【已解决】Python中用re.sub时出错:TypeError: sequence item 1: expected string or Unicode, int found

【问题】

python中,用如下代码:

    #http://autoexplosion.com/cars/buy/150954.php
    #error :
    #TypeError: sequence item 1: expected string or Unicode, int found
    #when use:
    logging.debug("origHtml=%s", origHtml);
    def _nameToCodepoint(matched):
        logging.info("matched=%s", matched);
        decodedCodepoint = "";
        entityName = matched.group("entityName");
        logging.info("entityName=%s", entityName);
        if(entityName in htmlentitydefs.name2codepoint):
            decodedCodepoint = htmlentitydefs.name2codepoint[entityName];
            logging.info("decodedCodepoint=%s", decodedCodepoint);
            unicodeChar = unichr(decodedCodepoint);
            logging.info("unicodeChar=%s", unicodeChar);
        else:
            #invalid key, just omit it
            
            #http://autoexplosion.com/RVs/buy/9882.php
            #Washer&Dryer;, Awning,
            decodedCodepoint = entityName;
        return decodedCodepoint;
    decodedEntityName = re.sub('&(?P<entityName>[a-zA-Z]{2,10});', _nameToCodepoint, origHtml);

去处理:

LINE 300   DEBUG    origHtml=

            This 2010 Acura RL 3.7 w/CMBS Super Handling All-Wheel Drive all-whe is offered to you for sale by Bay Ridge Nissan.<br />

<br />

When your newly purchased Acura from Bay Ridge Nissan comes with the CARFAX BuyBack Guarantee, you know you’re buying smart. The RL 3.7 w/CMBS Super Handling All-Wheel Drive all-whe’s pristine good looks were combined with the Acura high standard of excellence in order to make this a unique find.<br />

<br />

This RL 3.7 w/CMBS Super Handling All-Wheel Drive all-whe comes equipped with all wheel drive, which means no limitations as to how or where you can drive. Different terrains and varying weather conditions will have little effect as to how this vehicle performs. This vehicle has had only 40,313 miles put on it’s odometer. That amount of mileage makes this vehicle incomparable to the other vehicles on this market and is ready for you to come and see at Bay Ridge Nissan.<br />

<br />

More information about the 2010 Acura RL:<br />

<br />

Standard all-wheel drive stabilizes the car around corners, which is a nice thing to know with the 3.7-liter V6 under the hood.
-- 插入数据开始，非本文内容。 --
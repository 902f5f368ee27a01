//! Core library for simplifica.
//!
//! Scores Portuguese prose with the Flesch reading-ease formula adapted
//! for Portuguese, finds hard sentences inside editable surfaces of a
//! document, highlights them, and asks a language model for simpler
//! rewrites.
//!
//! # Modules
//!
//! - [`readability`] - Flesch score, tiers and bands
//! - [`text`] - Sentence segmentation
//! - [`tree`] - Document model with layout, focus and events
//! - [`surface`] - Editable surface detection, text extraction and replacement
//! - [`locator`] - Finding a sentence inside a surface's text nodes
//! - [`overlay`] - Highlight markers and hit testing
//! - [`orchestrator`] - Discovery, debounced analysis and suggestion apply
//! - [`scheduler`] - Virtual-time timers
//! - [`suggest`] - Suggestion prompt, client and response parsing
//! - [`menu`] - Suggestion panel state
//! - [`messaging`] - API key storage and settings messages
//! - [`markdown`] - Markdown and plain text as documents
//! - [`config`] - Configuration loading and management
//! - [`error`] - Error types and result aliases
//!
//! # Quick Start
//!
//! ```
//! use simplifica_core::readability;
//!
//! let result = readability::score("O gato dorme no sofá.").unwrap();
//! assert!(result.score > 70.0);
//! ```
#![deny(unsafe_code)]

pub mod config;
pub mod dictionaries;
pub mod error;
pub mod locator;
pub mod markdown;
pub mod menu;
pub mod messaging;
pub mod orchestrator;
pub mod overlay;
pub mod readability;
pub mod scheduler;
pub mod suggest;
pub mod surface;
pub mod text;
pub mod tree;

pub use config::{Config, ConfigLoader, DEFAULT_MAX_INPUT_BYTES, LogLevel};

pub use error::{
    ApplyError, ConfigError, ConfigResult, SuggestError, SuggestResult, SurfaceError,
    SurfaceResult,
};
//! Editable surfaces: one interface over form fields, rich-text regions and
//! rendered documents.
//!
//! [`Surface::get_text`] reads the current plain text and
//! [`Surface::set_text`] replaces the first occurrence of an old string.
//! Replacement tries, in order:
//!
//! 1. a splice of the field value (form fields),
//! 2. a splice inside the single text node that contains the old text,
//! 3. a splice across a run of adjacent sibling text nodes, which are then
//!    merged into one.
//!
//! A rendered document is not editable itself. Its edits go to whichever
//! editable element has focus.

use schemars::JsonSchema;
use serde::{Deserialize, Serialize};

use crate::error::{SurfaceError, SurfaceResult};
use crate::locator::locate;
use crate::tree::{Document, HostEvent, NodeId, NodeKind, Rect, TextTree};

/// Class of the container a document editor renders into.
pub const RENDERED_CONTAINER_CLASS: &str = "kix-appview-editor";
/// Class of one rendered HTML line inside that container.
pub const RENDERED_LINE_CLASS: &str = "kix-lineview-content";
/// Attribute carrying the exact text of a vector-rendered fragment.
pub const FRAGMENT_LABEL_ATTR: &str = "aria-label";

/// Which kind of surface a node is.
#[derive(Debug, Clone, Copy, PartialEq, Eq, Hash, Serialize, Deserialize, JsonSchema)]
#[serde(rename_all = "kebab-case")]
pub enum SurfaceKind {
    /// `textarea` or text `input`: a flat value.
    FormField,
    /// A `contenteditable` element: a tree of text nodes.
    RichText,
    /// A read-only rendering of a document editor.
    RenderedDocument,
}

impl SurfaceKind {
    /// Classify `node`, or `None` if it is not a surface.
    pub fn classify(doc: &Document, node: NodeId) -> Option<Self> {
        if doc.kind(node) != NodeKind::Element {
            return None;
        }
        if doc.has_class(node, RENDERED_CONTAINER_CLASS) {
            return Some(Self::RenderedDocument);
        }
        match doc.tag(node)? {
            "textarea" => return Some(Self::FormField),
            "input" => {
                let ty = doc.attr(node, "type").unwrap_or("text").to_ascii_lowercase();
                return matches!(ty.as_str(), "" | "text" | "search").then_some(Self::FormField);
            }
            _ => {}
        }
        matches!(doc.attr(node, "contenteditable"), Some("" | "true")).then_some(Self::RichText)
    }

    /// Whether this kind accepts edits directly.
    pub const fn is_editable(&self) -> bool {
        !matches!(self, Self::RenderedDocument)
    }
}

/// Whether `node` is an element the user can type into.
pub fn is_editable(doc: &Document, node: NodeId) -> bool {
    SurfaceKind::classify(doc, node).is_some_and(|k| k.is_editable())
}

/// How a replacement was carried out.
#[derive(Debug, Clone, Copy, PartialEq, Eq, Serialize, Deserialize, JsonSchema)]
#[serde(rename_all = "kebab-case")]
pub enum ReplaceStrategy {
    /// Spliced the form field's value.
    ValueSplice,
    /// Spliced a single text node.
    TextNode,
    /// Spliced across adjacent text nodes and merged them. The last
    /// resort, for text that markup split into sibling nodes.
    MergedRun,
}

/// A vector-rendered text fragment with its exact text and bounds.
#[derive(Debug, Clone, PartialEq)]
pub struct Fragment {
    /// The fragment element.
    pub node: NodeId,
    /// Its label text.
    pub text: String,
    /// Viewport bounds.
    pub bounds: Rect,
}

/// An editable region of a document.
#[derive(Debug, Clone, Copy, PartialEq, Eq)]
pub struct Surface {
    kind: SurfaceKind,
    node: NodeId,
}

impl Surface {
    /// Wrap `node` as a surface of the given kind.
    pub const fn new(kind: SurfaceKind, node: NodeId) -> Self {
        Self { kind, node }
    }

    /// Wrap `node` if it is a surface.
    pub fn detect(doc: &Document, node: NodeId) -> Option<Self> {
        SurfaceKind::classify(doc, node).map(|kind| Self::new(kind, node))
    }

    /// Kind of surface.
    pub const fn kind(&self) -> SurfaceKind {
        self.kind
    }

    /// Underlying node.
    pub const fn node(&self) -> NodeId {
        self.node
    }

    /// Current plain text.
    pub fn get_text(&self, doc: &Document) -> String {
        match self.kind {
            SurfaceKind::FormField => doc.value(self.node).unwrap_or_default().to_string(),
            SurfaceKind::RichText => doc.inner_text(self.node),
            SurfaceKind::RenderedDocument => {
                let fragments = self.fragments(doc);
                if !fragments.is_empty() {
                    return fragments
                        .into_iter()
                        .map(|f| f.text)
                        .collect::<Vec<_>>()
                        .join("\n");
                }
                let lines = self.lines(doc);
                if lines.is_empty() {
                    return doc.inner_text(self.node);
                }
                lines
                    .into_iter()
                    .map(|l| doc.text_content(l))
                    .collect::<Vec<_>>()
                    .join("\n")
            }
        }
    }

    /// Labelled vector fragments of a rendered document, in document order.
    /// Empty for other kinds, or when the vector layer is not present.
    pub fn fragments(&self, doc: &Document) -> Vec<Fragment> {
        if self.kind != SurfaceKind::RenderedDocument {
            return Vec::new();
        }
        doc.descendants(self.node)
            .into_iter()
            .filter_map(|node| {
                let text = doc.attr(node, FRAGMENT_LABEL_ATTR)?.trim();
                if text.is_empty() {
                    return None;
                }
                let bounds = doc.bounding_rect(node)?;
                Some(Fragment {
                    node,
                    text: text.to_string(),
                    bounds,
                })
            })
            .collect()
    }

    /// HTML line elements of a rendered document, in document order.
    pub fn lines(&self, doc: &Document) -> Vec<NodeId> {
        if self.kind != SurfaceKind::RenderedDocument {
            return Vec::new();
        }
        doc.descendants(self.node)
            .into_iter()
            .filter(|&n| doc.has_class(n, RENDERED_LINE_CLASS))
            .collect()
    }

    /// Replace the first occurrence of `old` with `new`.
    ///
    /// On success the host is notified with an input event (and a change
    /// event for form fields) on the edited element.
    #[tracing::instrument(skip_all, fields(kind = ?self.kind, old_len = old.len()))]
    pub fn set_text(&self, doc: &mut Document, old: &str, new: &str) -> SurfaceResult<ReplaceStrategy> {
        if old.is_empty() || new.is_empty() {
            return Err(SurfaceError::EmptyReplacement);
        }
        match self.kind {
            SurfaceKind::FormField => {
                let value = doc.value(self.node).unwrap_or_default();
                let Some(pos) = value.find(old) else {
                    return Err(SurfaceError::TextNotFound(old.to_string()));
                };
                let mut spliced = String::with_capacity(value.len() + new.len());
                spliced.push_str(&value[..pos]);
                spliced.push_str(new);
                spliced.push_str(&value[pos + old.len()..]);
                doc.set_value(self.node, &spliced);
                doc.dispatch(self.node, HostEvent::Input);
                doc.dispatch(self.node, HostEvent::Change);
                Ok(ReplaceStrategy::ValueSplice)
            }
            SurfaceKind::RichText => {
                let strategy = replace_in_tree(doc, self.node, old, new)?;
                doc.dispatch(self.node, HostEvent::Input);
                Ok(strategy)
            }
            SurfaceKind::RenderedDocument => {
                let target = doc
                    .active_element()
                    .and_then(|n| Self::detect(doc, n))
                    .filter(|s| s.kind.is_editable())
                    .ok_or(SurfaceError::NoFocusedEditor)?;
                tracing::debug!(node = ?target.node, "routing edit to focused editor");
                target.set_text(doc, old, new)
            }
        }
    }
}

fn replace_in_tree(
    doc: &mut Document,
    root: NodeId,
    old: &str,
    new: &str,
) -> SurfaceResult<ReplaceStrategy> {
    if let Some(range) = locate(doc, root, old) {
        let text = doc.text(range.node).unwrap_or_default();
        let spliced = format!("{}{new}{}", &text[..range.start], &text[range.end..]);
        doc.set_text(range.node, &spliced);
        return Ok(ReplaceStrategy::TextNode);
    }

    for element in doc.descendants(root) {
        for run in text_runs(doc, element) {
            let joined: String = run.iter().filter_map(|&n| doc.text(n)).collect();
            if let Some(pos) = joined.find(old) {
                let spliced = format!("{}{new}{}", &joined[..pos], &joined[pos + old.len()..]);
                doc.set_text(run[0], &spliced);
                for &extra in &run[1..] {
                    doc.remove(extra);
                }
                tracing::debug!(merged = run.len(), "replaced across adjacent text nodes");
                return Ok(ReplaceStrategy::MergedRun);
            }
        }
    }

    tracing::debug!("no text node or run contains the old text");
    Err(SurfaceError::TextNotFound(old.to_string()))
}

/// Maximal runs (two or more) of adjacent text-node children of `element`.
fn text_runs(doc: &Document, element: NodeId) -> Vec<Vec<NodeId>> {
    let mut runs = Vec::new();
    let mut current = Vec::new();
    for &child in doc.children(element) {
        if doc.kind(child) == NodeKind::Text {
            current.push(child);
        } else if !current.is_empty() {
            runs.push(std::mem::take(&mut current));
        }
    }
    runs.push(current);
    runs.retain(|r| r.len() > 1);
    runs
}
This is the kind of Acura technology that has earned the RL reviews for being quiet and surefooted, as well as quick and refined. The luxurious interior is very well insulated, and the Bose sound system adapts its volume to the speed of the vehicle.<br />

<br />

Strengths of this model include high-tech options available, luxurious interior, All-wheel drive standard, and quick, controlled handling<br />

If you have any questions, need more information or need more pictures please contact us at: <br />

Bay Ridge Nissan<br />

6501 5TH Ave<br />

Brooklyn, NY 11220<br />

<a href="mailto:Bayridgenissan42@yahoo.com">Bayridgenissan42@yahoo.com</a><br />

Darrel or Adriana<br />

1-866-980-2123<br />

1-917-834-1290<br />

1-347-225-0975 FAX<br />

PLEASE VIEW OUR INVENTORY ON EBAY.<br />

<a href="javascript:void(0);" onclick="window.open(new Array(‘http’,”,’:’,’//’,’stores.ebay.com’,’/Bay-Ridge-Nissan-of-New-York?_rdc=1′).join(”), ‘_blank’)">stores.ebay.com</a><br />

<a href="javascript:void(0);" onclick="window.open(new Array(‘http’,”,’:’,’//’,’www.carfaxonline.com’,’/cfm/Display_Dealer_Report.cfm?partner=AXX_0&amp;UID=C367031&amp;vin=JH4KB2F61AC001005′).join(”), ‘_blank’)">www.carfaxonline.com</a>

结果出错:

LINE 302   INFO     matched=<_sre.SRE_Match object at 0x0000000002EBEBE8>

LINE 305   INFO     entityName=amp

LINE 308   INFO     decodedCodepoint=38

LINE 310   INFO     unicodeChar=&

LINE 302   INFO     matched=<_sre.SRE_Match object at 0x0000000002EBEBE8>

LINE 305   INFO     entityName=amp

LINE 308   INFO     decodedCodepoint=38

LINE 310   INFO     unicodeChar=&

LINE 628   ERROR    Unknown Error !

Traceback (most recent call last):

  File "E:\Dev_Root\freelance\Elance\projects\40377988_data_mining\40377988_data_mining\40377988_data_mining.py", line 626, in <module>

    main();

  File "E:\Dev_Root\freelance\Elance\projects\40377988_data_mining\40377988_data_mining\40377988_data_mining.py", line 602, in main

    processEachPageHtml(curType, singlePageHtml);

  File "E:\Dev_Root\freelance\Elance\projects\40377988_data_mining\40377988_data_mining\40377988_data_mining.py", line 510, in processEachPageHtml

    itemInfoDict = processEachItem(itemLink);

  File "E:\Dev_Root\freelance\Elance\projects\40377988_data_mining\40377988_data_mining\40377988_data_mining.py", line 287, in processEachItem

    descHtmlDecoded = crifanLib.decodeHtmlEntity(descContents);

  File "libs\crifanLib.py", line 318, in decodeHtmlEntity

    decodedEntityName = re.sub(‘&(?P<entityName>[a-zA-Z]{2,10});’, _nameToCodepoint, origHtml);

  File "E:\dev_install_root\Python27\lib\re.py", line 151, in sub

    return _compile(pattern, flags).sub(repl, string, count)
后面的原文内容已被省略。